Ein erster Erfolg für die „Refugee Law Clinic“ ist der Fall eines Asylbewerbers aus dem Senegal, dem das Landratsamt die Verlängerung seiner Arbeitserlaubnis verweigert hatte. Die Begründung war, dass Asylbewerber aus angeblich sicheren Herkunftsstaaten grundsätzlich keine Arbeitserlaubnis mehr erhalten sollten. Das verstoße jedoch gegen Europarecht, sagt Helmrich. Die Studenten intervenierten – mit Erfolg: Der Mann darf wieder arbeiten. Einen Großteil des Geldes, das er hier verdient, schickt er an Angehörige in seiner Heimat.

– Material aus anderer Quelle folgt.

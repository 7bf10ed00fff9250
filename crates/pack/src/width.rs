// Copyright 2025 Irreducible Inc.

use crate::error::Error;
use mpoly_utils::checked_arithmetics::checked_int_div;

/// Number of bits in one packed word.
pub const WORD_BITS: usize = u64::BITS as usize;

/// Width in bits of one exponent field inside a packed word.
///
/// Every exponent stored in a packed buffer, and the total-degree field under
/// graded orders, must be strictly below `2^W` for the buffer's width `W`.
#[derive(Debug, Clone, Copy, PartialEq, Eq, PartialOrd, Ord, Hash)]
pub enum FieldWidth {
	W8,
	W16,
	W32,
	W64,
}

impl FieldWidth {
	/// All supported widths, narrowest first.
	pub const ALL: [Self; 4] = [Self::W8, Self::W16, Self::W32, Self::W64];

	pub const fn bits(self) -> usize {
		match self {
			Self::W8 => 8,
			Self::W16 => 16,
			Self::W32 => 32,
			Self::W64 => 64,
		}
	}

	/// Number of fields held by one packed word.
	pub const fn fields_per_word(self) -> usize {
		checked_int_div(WORD_BITS, self.bits())
	}

	/// Mask covering one field.
	pub const fn mask(self) -> u64 {
		match self {
			Self::W64 => u64::MAX,
			_ => (1 << self.bits()) - 1,
		}
	}

	pub const fn from_bits(bits: usize) -> Result<Self, Error> {
		match bits {
			8 => Ok(Self::W8),
			16 => Ok(Self::W16),
			32 => Ok(Self::W32),
			64 => Ok(Self::W64),
			_ => Err(Error::UnsupportedWidth { bits }),
		}
	}

	/// Smallest supported width whose fields can hold `max_value`: the value's
	/// bit count rounded up to the next supported width.
	///
	/// Takes a `u128` so that an overflowing total degree of `u64` exponents is
	/// still representable at the call site; values of `2^64` and above fail
	/// with [`Error::ExponentOverflow`].
	pub fn minimal_for(max_value: u128) -> Result<Self, Error> {
		let significant = (u128::BITS - max_value.leading_zeros()) as usize;
		let bits = significant.next_power_of_two().max(8);
		Self::from_bits(bits).map_err(|_| Error::ExponentOverflow)
	}
}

Viele Asylbewerber aus dem Senegal haben ähnliche Probleme. Mit der sogenannten strategischen Prozessführung könnte es gelingen, dass nicht nur ein Einzelner von einer solchen Entscheidung profitiert, sondern eine Änderung der Verwaltungspraxis erreicht wird, die vielen Betroffenen zugutekommt, erläuterte der Rechtsanwalt Dr. Christoph Lindner. Ein Beispiel für strategische Prozessführung auf europäischer Ebene stellte anschließend der Rechtsanwalt Carsten Gericke vom European Center for Contstitutional and Human Rights (ECCHR) in Berlin vor. Seine Organisation geht rechtlich gegen sogenannte „Push-Backs“, also das teils gewaltsame Zurückdrängen von Flüchtlingen in der spanischen Enklave Melilla in Marokko vor. Die Situation dort sei prototypisch für die Vision der EU, einen Kordon von vermeintlich sicheren Staaten um die EU herum zu schaffen, welche die Gatekeeper-Funktion erfüllten, sagte Gericke.

Wie in Amerika über die Flüchtlingskrise berichtet wird, beleuchtete der Präsident der Universität Regensburg, Prof. Dr. Udo Hebel, der frisch von einer USA-Reise zurückgekehrt ist. „Deutschland wird dort nicht nur als Einwanderungsland wahrgenommen, sondern als einwanderungsfreundliches Land“, so Hebel. Auch die Universität Regensburg übernehme gesellschaftliche Verantwortung, indem sie zahlreiche Projekte für Flüchtlinge unterstütze. Hebel warnte vor „allzu naiven multikulturellen Utopien“ und einer Reduzierung der Flüchtlinge auf Arbeitskräfte, betonte aber zugleich die gesamtgesellschaftlichen Chancen von Migration.

Deutschland habe sich schon verändert, sagte der evangelische Landesbischof und EKD-Ratsvorsitzende Heinrich Bedford-Strohm, der über christliche Verantwortung in der Flüchtlingsfrage sprach. „In einer Welt, in der so viel Reichtum da ist, darf es nicht sein, dass Menschen hungern“, so Bedford-Strohm. Dringend benötigt werde europäische Solidarität. Zudem müsse man die vielfältigen Fluchtursachen in die Mitte des Diskurses stellen, sagte der Landesbischof.

Zum Abschluss der Veranstaltung diskutierten Dr. Rolf Mehringer (Regierung der Oberpfalz), Anna Büllesbach (Leiterin des UNHCR in Nürnberg) und Wolfgang Rötzer (Stadt Regensburg) über „Herausforderungen in der Flüchtlingspolitik“.